Туман немного рассеялся. С поросших клочьями мха ветвей капала вода и неприятно ползла за ворот. День разгорался и становилось тепло и душно. Вновь загудели занудные комары-кровососы, запахло прелью и гнилью. Темный ручей бежал по склону лесного холма, по слежавшимся прошлогодним листьям. Вода была чистой и прозрачной, но Гэндальф опасался пить здесь, в чародейском лесу у Дол-Гулдура. Из этого проклятого места струилась зараза страха и колдовской тьмы, затягивая весь Лес, нависая над Лориеном и протягивая цепкие пальцы за горы, к благословенным землям Высших людей и эльфов.
С голой вершины лесного холма -- здесь был базальт, и рос лишь мелкий кустарник -- он увидел жуткую башню. Черная, угрюмая, она возвышалась над лесными волнами совсем близко, и страх студнем дрожал вокруг нее в душном полуденном мареве. Она казалась живым существом, затаившемся на холме и следящим тяжелым плотоядным взглядом за добычей. Особенно это впечатление усилилось ночью, когда в окошке башни замерцал желтый огонек, словно кошачий глаз. Крылатая тень пронеслась над лесом и исчезла в башне. К утру Назгул улетел. Жуткие здесь, видно, задумывались дела. К кому, интересно, прилетал Назгул? К своему сообщнику или, все-таки, здесь сам Саурон Черный, Гортхауэр Жестокий?
Гэндальф очень тщательно подготовился к встрече. Он был одет как умбарский книжник -- он видел их в южном Гондоре в дни перемирия. Сила Света была в его посохе, и он надеялся справиться с любым врагом.
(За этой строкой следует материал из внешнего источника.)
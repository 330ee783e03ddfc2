//! Column type classification.
//!
//! Classification is an ordered table of rules evaluated first-match-wins.
//! A user supplied [`CustomTypeHandler`] is consulted before the table and
//! the result is total: every column ends up custom-handled, classified or
//! unsupported.

use daogen_schema::{ColumnDescriptor, ConverterKind, DataType, SchemaDescriptor};

use crate::diagnostic::{Diagnostic, DiagnosticSink};

/// How a classified column travels over the wire.
#[derive(Debug, Clone, PartialEq, Eq, Hash)]
pub enum JsonKind {
    Integer,
    Short,
    Byte,
    Long,
    Float,
    Double,
    Boolean,
    String,
    Binary,
    Timestamp,
    /// Enum literal, carrying the enum's declared name.
    Enum(String),
    JsonObject,
    JsonArray,
}

/// Read and write expressions supplied by a custom handler.
///
/// `read` is an expression producing the column's optional value; `{json}`
/// and `{key}` are replaced by the source object and the quoted wire name.
/// `write` is an expression producing a `serde_json::Value`; `{value}` is
/// replaced by the getter call.
#[derive(Debug, Clone, PartialEq, Eq)]
pub struct CustomMapping {
    pub read: String,
    pub write: String,
}

impl CustomMapping {
    pub fn new(read: impl Into<String>, write: impl Into<String>) -> Self {
        Self {
            read: read.into(),
            write: write.into(),
        }
    }

    pub fn render_read(&self, json: &str, key: &str) -> String {
        self.read.replace("{json}", json).replace("{key}", key)
    }

    pub fn render_write(&self, value: &str) -> String {
        self.write.replace("{value}", value)
    }
}

/// Result of classifying one column.
#[derive(Debug, Clone, PartialEq, Eq)]
pub enum Classification {
    /// A custom handler claimed the column.
    Custom(CustomMapping),
    Classified(JsonKind),
    /// No rule matched. The column is left out of JSON mapping.
    Unsupported { type_name: String },
}

impl Classification {
    pub fn is_supported(&self) -> bool {
        !matches!(self, Classification::Unsupported { .. })
    }

    pub fn kind(&self) -> Option<&JsonKind> {
        match self {
            Classification::Classified(kind) => Some(kind),
            _ => None,
        }
    }
}

/// Hook that takes over classification for selected columns.
///
/// Returning `None` opts out and lets the built-in rules run.
pub trait CustomTypeHandler {
    fn handle(&self, column: &ColumnDescriptor) -> Option<CustomMapping>;
}

type RuleFn = fn(&ColumnDescriptor, &SchemaDescriptor) -> Option<JsonKind>;

/// A named classification rule.
pub struct Rule {
    pub name: &'static str,
    matches: RuleFn,
}

macro_rules! primitive_rule {
    ($name:literal, $data_type:ident, $kind:ident) => {
        Rule {
            name: $name,
            matches: |column, _| {
                (column.converter.is_none() && column.data_type == DataType::$data_type)
                    .then_some(JsonKind::$kind)
            },
        }
    };
}

/// Built-in rules in priority order.
pub const RULES: &[Rule] = &[
    Rule {
        name: "enum",
        matches: |column, schema| {
            schema
                .enum_of(column)
                .map(|e| JsonKind::Enum(e.name.clone()))
        },
    },
    primitive_rule!("integer", Integer, Integer),
    primitive_rule!("short", Short, Short),
    primitive_rule!("byte", Byte, Byte),
    primitive_rule!("long", Long, Long),
    primitive_rule!("float", Float, Float),
    primitive_rule!("double", Double, Double),
    primitive_rule!("boolean", Boolean, Boolean),
    primitive_rule!("string", String, String),
    primitive_rule!("binary", Binary, Binary),
    primitive_rule!("timestamp", Timestamp, Timestamp),
    Rule {
        name: "json-object",
        matches: |column, _| {
            matches!(column.converter, Some(ConverterKind::JsonObject))
                .then_some(JsonKind::JsonObject)
        },
    },
    Rule {
        name: "json-array",
        matches: |column, _| {
            matches!(column.converter, Some(ConverterKind::JsonArray))
                .then_some(JsonKind::JsonArray)
        },
    },
];

/// Classifies columns of one schema.
pub struct TypeClassifier<'a> {
    schema: &'a SchemaDescriptor,
    custom: Option<&'a dyn CustomTypeHandler>,
}

impl<'a> TypeClassifier<'a> {
    pub fn new(schema: &'a SchemaDescriptor) -> Self {
        Self {
            schema,
            custom: None,
        }
    }

    /// Install a custom handler consulted before every built-in rule.
    pub fn with_custom_handler(mut self, handler: &'a dyn CustomTypeHandler) -> Self {
        self.custom = Some(handler);
        self
    }

    /// Name of the first built-in rule matching the column.
    pub fn matching_rule(&self, column: &ColumnDescriptor) -> Option<&'static str> {
        RULES
            .iter()
            .find(|rule| (rule.matches)(column, self.schema).is_some())
            .map(|rule| rule.name)
    }

    /// Classify without side effects.
    pub fn classify(&self, column: &ColumnDescriptor) -> Classification {
        if let Some(mapping) = self.custom.and_then(|handler| handler.handle(column)) {
            return Classification::Custom(mapping);
        }

        RULES
            .iter()
            .find_map(|rule| (rule.matches)(column, self.schema))
            .map(Classification::Classified)
            .unwrap_or_else(|| Classification::Unsupported {
                type_name: column.application_type_name(),
            })
    }

    /// Classify, recording a warning for unsupported columns.
    pub fn classify_reporting(
        &self,
        column: &ColumnDescriptor,
        sink: &mut DiagnosticSink,
    ) -> Classification {
        let classification = self.classify(column);
        if let Classification::Unsupported { type_name } = &classification {
            sink.push(
                Diagnostic::warning(
                    "classify",
                    format!(
                        "Omitting unrecognized type {} for column {} in table {}",
                        type_name, column.name, column.table
                    ),
                )
                .table(&column.table)
                .column(&column.name),
            );
        }
        classification
    }
}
Как ни странно, башня была пустой. Двери открыты, ни души. Но он все-таки чувствовал чье-то присутствие, хотя этот "кто-то" источал скорее не злобу, а любопытство. Гэндальф шел осторожно, готовый каждый момент вступить в бой. И когда сзади послышался мягкий тихий спокойный голос, он вздрогнул и схватился за меч.
-- Добро пожаловать, почтенный!
Тот, кто приветствовал его, был безоружен. Совсем юный, очень высокий и тонкий, с огромными серо-зелеными глазами, он был одет во все черное. Плащ лежал, небрежно брошенный, на спинке тяжелого кресла, придвинутого к заваленному книгами столу. Оплывшие свечи в шандалах черненного серебра говорили о том, что он работал всю ночь.
Гэндальф кивнул в ответ на приветствие, разглядывая своего собеседника, похожего в лучах пробивающегося сквозь ячеистое окно в свинцовом переплете солнца на черный тростник. "Кто это? Назгул? Или сам Саурон? Он ведь может принимать любой облик, у него ведь нет плоти, человеческой как моя... Но отсюда тянется все Средиземское зло... Вряд ли это Назгул. Все -таки это Саурон, и он обрел образ. Вот я и разгадал тебя, Враг, хоть и приятен ныне твой облик."
-- Приветствую и тебя... Саурон Великий, Властелин Колец! На лице юноши появилось странное выражение -- не то растерянность, не то гримаса какая-то, и Гэндальф решил, что тот досадует, что его разгадали. Юноша издал горлом странный звук, вроде фырканья, и заговорил:
-- И что же ты хочешь от меня, гость ...из Умбара?
"Поверил!" -- возликовал Гэндальф. -- Я пришел почтить тебя, и узнать, когда же ты, наконец, покончишь с этими подлыми нуменорцами, -- изрек он.
-- Я не желаю губить людей, ...гость.
-- Но разве ты не хочешь покорить высших, слуг Валар?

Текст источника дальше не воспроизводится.